The chorus was weak and sluggish. In contrast to Huseyngulu Sarabski, Ahmed Bashir oglu Agdamski (real name Badalbeyli), Mir Jafar Abbas oglu Bagirov, Hussein Agha Sultan oglu Hajibababekov and some other artists, Teregulov did not master the art of khanende, which, however, was natural for a singer with a low voice. But he well mastered the European vocal style of singing.
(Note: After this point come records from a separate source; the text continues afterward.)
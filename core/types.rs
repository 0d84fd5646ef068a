use std::hash::{Hash, Hasher};

pub(crate) const NULL_TAG: u8 = 0;
pub(crate) const INT_TAG: u8 = 1;
pub(crate) const FLOAT_TAG: u8 = 2;
pub(crate) const TEXT_TAG: u8 = 3;
pub(crate) const BLOB_TAG: u8 = 4;

/// A single column value carried by a [`Row`].
#[derive(Debug, Clone, PartialEq)]
pub enum Value {
    Null,
    Integer(i64),
    Float(f64),
    Text(String),
    Blob(Vec<u8>),
}

/// Borrowed view of a [`Value`].
#[derive(Debug, Clone, Copy, PartialEq)]
pub enum ValueRef<'a> {
    Null,
    Integer(i64),
    Float(f64),
    Text(&'a str),
    Blob(&'a [u8]),
}

impl Value {
    pub fn as_ref(&self) -> ValueRef<'_> {
        match self {
            Value::Null => ValueRef::Null,
            Value::Integer(i) => ValueRef::Integer(*i),
            Value::Float(f) => ValueRef::Float(*f),
            Value::Text(t) => ValueRef::Text(t.as_str()),
            Value::Blob(b) => ValueRef::Blob(b.as_slice()),
        }
    }

    /// Type tag shared by hashing and the on-disk row encoding.
    pub(crate) fn tag(&self) -> u8 {
        self.as_ref().tag()
    }
}

impl ValueRef<'_> {
    pub(crate) fn tag(&self) -> u8 {
        match self {
            ValueRef::Null => NULL_TAG,
            ValueRef::Integer(_) => INT_TAG,
            ValueRef::Float(_) => FLOAT_TAG,
            ValueRef::Text(_) => TEXT_TAG,
            ValueRef::Blob(_) => BLOB_TAG,
        }
    }

    pub fn to_value(&self) -> Value {
        match self {
            ValueRef::Null => Value::Null,
            ValueRef::Integer(i) => Value::Integer(*i),
            ValueRef::Float(f) => Value::Float(*f),
            ValueRef::Text(t) => Value::Text(t.to_string()),
            ValueRef::Blob(b) => Value::Blob(b.to_vec()),
        }
    }
}

#[inline(always)]
fn canonicalize_f64(f: f64) -> f64 {
    if f == 0.0 {
        0.0 // collapse -0.0 to +0.0
    } else {
        f
    }
}

impl Hash for ValueRef<'_> {
    fn hash<H: Hasher>(&self, state: &mut H) {
        state.write_u8(self.tag());
        match self {
            ValueRef::Null => {}
            ValueRef::Integer(i) => state.write_i64(*i),
            ValueRef::Float(f) => state.write(&canonicalize_f64(*f).to_le_bytes()),
            ValueRef::Text(t) => state.write(t.as_bytes()),
            ValueRef::Blob(b) => state.write(b),
        }
    }
}

impl Hash for Value {
    fn hash<H: Hasher>(&self, state: &mut H) {
        self.as_ref().hash(state)
    }
}

/// The record type partitioned by [`crate::RowCodec`]: an ordered list of values.
#[derive(Debug, Clone, PartialEq, Default)]
pub struct Row {
    values: Vec<Value>,
}

impl Row {
    pub fn new(values: Vec<Value>) -> Self {
        Self { values }
    }

    pub fn values(&self) -> &[Value] {
        &self.values
    }

    pub fn get(&self, idx: usize) -> Option<&Value> {
        self.values.get(idx)
    }

    pub fn len(&self) -> usize {
        self.values.len()
    }

    pub fn is_empty(&self) -> bool {
        self.values.is_empty()
    }
}
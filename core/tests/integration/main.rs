mod common;
mod relation;
use std::hash::Hash;

use crate::codec::RecordCodec;
use crate::error::SpillError;
use crate::hash::{bucket_for_hash, KeyHasher, RapidKeyHasher};
use crate::io::SpillFileAllocator;
use crate::partition::{OverflowPolicy, Partition, PartitionConfig, DEFAULT_BLOCK_SIZE};
use crate::Result;

/// Default number of partitions a relation is split into.
pub const DEFAULT_PARTITION_COUNT: usize = 64;

#[derive(Debug, Clone, Copy, PartialEq, Eq)]
pub struct RelationConfig {
    pub partition_count: usize,
    pub block_size: usize,
    pub overflow_policy: OverflowPolicy,
}

impl Default for RelationConfig {
    fn default() -> Self {
        Self {
            partition_count: DEFAULT_PARTITION_COUNT,
            block_size: DEFAULT_BLOCK_SIZE,
            overflow_policy: OverflowPolicy::default(),
        }
    }
}

impl RelationConfig {
    /// The configuration every partition of the relation is built with.
    pub fn partition_config(&self) -> PartitionConfig {
        PartitionConfig {
            block_size: self.block_size,
            overflow_policy: self.overflow_policy,
        }
    }
}

/// Totals over every partition of a relation.
#[derive(Debug, Clone, Copy, Default, PartialEq, Eq)]
pub struct RelationStats {
    pub records_received: u64,
    pub records_discarded: u64,
    pub spill_count: u64,
    pub bytes_spilled: u64,
    pub spilled_partitions: usize,
}

/// A relation split into a fixed number of hash partitions, with the write phase of
/// every partition closed.
#[derive(Debug)]
pub struct PartitionedRelation<C: RecordCodec> {
    partitions: Vec<Partition<C>>,
}

impl<C: RecordCodec> PartitionedRelation<C> {
    /// Partitions `input` by the key `key_fn` extracts, hashed with [`RapidKeyHasher`].
    pub fn build<I, F, K, A>(
        input: I,
        key_fn: F,
        codec: C,
        config: &RelationConfig,
        allocator: &A,
    ) -> Result<Self>
    where
        C: Clone,
        I: IntoIterator<Item = C::Record>,
        F: FnMut(&C::Record) -> K,
        K: Hash,
        A: SpillFileAllocator + ?Sized,
    {
        Self::build_with_hasher(input, key_fn, &RapidKeyHasher, codec, config, allocator)
    }

    /// Like [`PartitionedRelation::build`], hashing keys with `hasher`.
    pub fn build_with_hasher<I, F, K, H, A>(
        input: I,
        mut key_fn: F,
        hasher: &H,
        codec: C,
        config: &RelationConfig,
        allocator: &A,
    ) -> Result<Self>
    where
        C: Clone,
        I: IntoIterator<Item = C::Record>,
        F: FnMut(&C::Record) -> K,
        H: KeyHasher<K> + ?Sized,
        A: SpillFileAllocator + ?Sized,
    {
        if config.partition_count == 0 {
            return Err(SpillError::InvalidArgument(
                "partition_count must be at least 1".to_string(),
            ));
        }

        let partition_config = config.partition_config();
        let mut partitions = Vec::with_capacity(config.partition_count);
        for idx in 0..config.partition_count {
            let file = allocator.allocate(idx)?;
            partitions.push(Partition::new(idx, partition_config, codec.clone(), file)?);
        }

        for record in input {
            let hash = hasher.hash_key(&key_fn(&record));
            let bucket = bucket_for_hash(hash, partitions.len());
            partitions[bucket].insert(record)?;
        }

        for partition in partitions.iter_mut() {
            partition.close_input()?;
        }

        let relation = Self { partitions };
        let stats = relation.stats();
        tracing::debug!(
            "partitioned {} records into {} partitions ({} spilled, {} chunks, {} bytes on disk)",
            stats.records_received,
            relation.len(),
            stats.spilled_partitions,
            stats.spill_count,
            stats.bytes_spilled
        );
        Ok(relation)
    }

    /// Wraps partitions whose write phase is already closed. Partition `i` of the
    /// result is `partitions[i]`.
    pub fn from_partitions(partitions: Vec<Partition<C>>) -> Result<Self> {
        if partitions.is_empty() {
            return Err(SpillError::InvalidArgument(
                "a relation needs at least one partition".to_string(),
            ));
        }
        if let Some(open) = partitions.iter().find(|p| !p.is_input_closed()) {
            return Err(SpillError::InvalidState(format!(
                "partition {} is still accepting input",
                open.idx()
            )));
        }
        Ok(Self { partitions })
    }

    pub fn len(&self) -> usize {
        self.partitions.len()
    }

    pub fn is_empty(&self) -> bool {
        self.partitions.is_empty()
    }

    pub fn partition(&self, idx: usize) -> Option<&Partition<C>> {
        self.partitions.get(idx)
    }

    pub fn partitions(&self) -> &[Partition<C>] {
        &self.partitions
    }

    /// Partitions in bucket order.
    pub fn iter(&self) -> std::slice::Iter<'_, Partition<C>> {
        self.partitions.iter()
    }

    pub fn stats(&self) -> RelationStats {
        self.partitions
            .iter()
            .fold(RelationStats::default(), |mut total, partition| {
                let stats = partition.stats();
                total.records_received += stats.records_received;
                total.records_discarded += stats.records_discarded;
                total.spill_count += stats.spill_count;
                total.bytes_spilled += stats.bytes_spilled;
                if partition.is_spilled() {
                    total.spilled_partitions += 1;
                }
                total
            })
    }

    /// Closes every partition, including those after one that fails.
    pub fn close_all_partitions(&mut self) -> Result<()> {
        let failures: Vec<(usize, String)> = self
            .partitions
            .iter_mut()
            .enumerate()
            .filter_map(|(idx, partition)| {
                partition
                    .close_partition()
                    .err()
                    .map(|e| (idx, e.to_string()))
            })
            .collect();
        if failures.is_empty() {
            Ok(())
        } else {
            tracing::error!("failed to close {} partition(s)", failures.len());
            Err(SpillError::CloseFailed(failures))
        }
    }
}

impl<'a, C: RecordCodec> IntoIterator for &'a PartitionedRelation<C> {
    type Item = &'a Partition<C>;
    type IntoIter = std::slice::Iter<'a, Partition<C>>;

    fn into_iter(self) -> Self::IntoIter {
        self.partitions.iter()
    }
}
In the Azerbaijani operas of Uzeyir Hajibeyov, Teregulov played Nofal in the opera "Leyla and Majun", Mestaver in the opera "hah Abbas and Khurshud Banu", and Black Priest in the opera "Asli and Karam" and Nofel, in the role of father Khumar, the heroine of the opera "Sheikh Sanan". In the premiere of “Arshin Mal Alan”, which took place on October 25, 1913, in the Baku theater of Haji Zeynalabdin Tagiyev (stage director G. Arablinsky), the role of Asker was played by Huseyngulu Sarabski, Gulchohry by Ahmed Agdamski, Sultan Bey by Alekber Huseynzade, Suleiman by Hanifa Teregulov. The modern press highly appreciated his artistic activity. Even before the revolution, his name was often found on the pages of the Theater and Art magazine, published in Moscow and St. Petersburg.

== Political activity ==
After the February Revolution of 1917, together with his brother Ali, he created the Bolshevik organization Birlik (Unity) in Baku, which included mainly Tatar workers from the Baku oil fields, and, as the Chairman of this organization, was elected to the composition Baku Committee of the RSDLP(b). Together with the Gummet organization, Birlik was part of the all-Baku organization of the RSDLP (b). In March 1919, he was elected to the Astrakhan Bureau of the Gummet organization of the RCP(b). During these years, he took part in the battles with the counter-revolution in Urda, then went to party work in Orenburg, where he headed the Commission for Combating the Counter-Revolution, traveling in connection with this far beyond the borders of the Orenburg province. In 1920 he returned to Baku and was actively involved in the social and cultural life of the city. In this time he worked as a:

- Head of the Department of Arts of the People's Commissariat of Education of the Republic of Azerbaijan.
- The first organizer and head of the Azerbaijan Photo-Cinema Administration (AFKU), which was created in 1923 in Baku under the People's Commissariat for Education of the Republic.
- Under his leadership, the first full-length feature film in the republic "The Legend of the Maiden's Tower" (1923, directed by Vlad. Ballyuzek) was shot at the Baku Film Studio, which was transformed on his initiative, where he himself played one of the main roles - the role of the khan of Baku.

He died in Baku in 1942.

== Awards ==
- For active revolutionary and cultural and educational activities, he was twice awarded the title of "Hero of Labor"
- On April 4, 1978, a scientific session was held at the Institute of Party History under the Central Committee of Azerbaijan, a branch of the Institute of Marxism-Leninism, dedicated to the 100th anniversary of his birth.

== Sources ==
- Kazımzadə, Aydın (2004). "Bizim "Azərbaycanfilm""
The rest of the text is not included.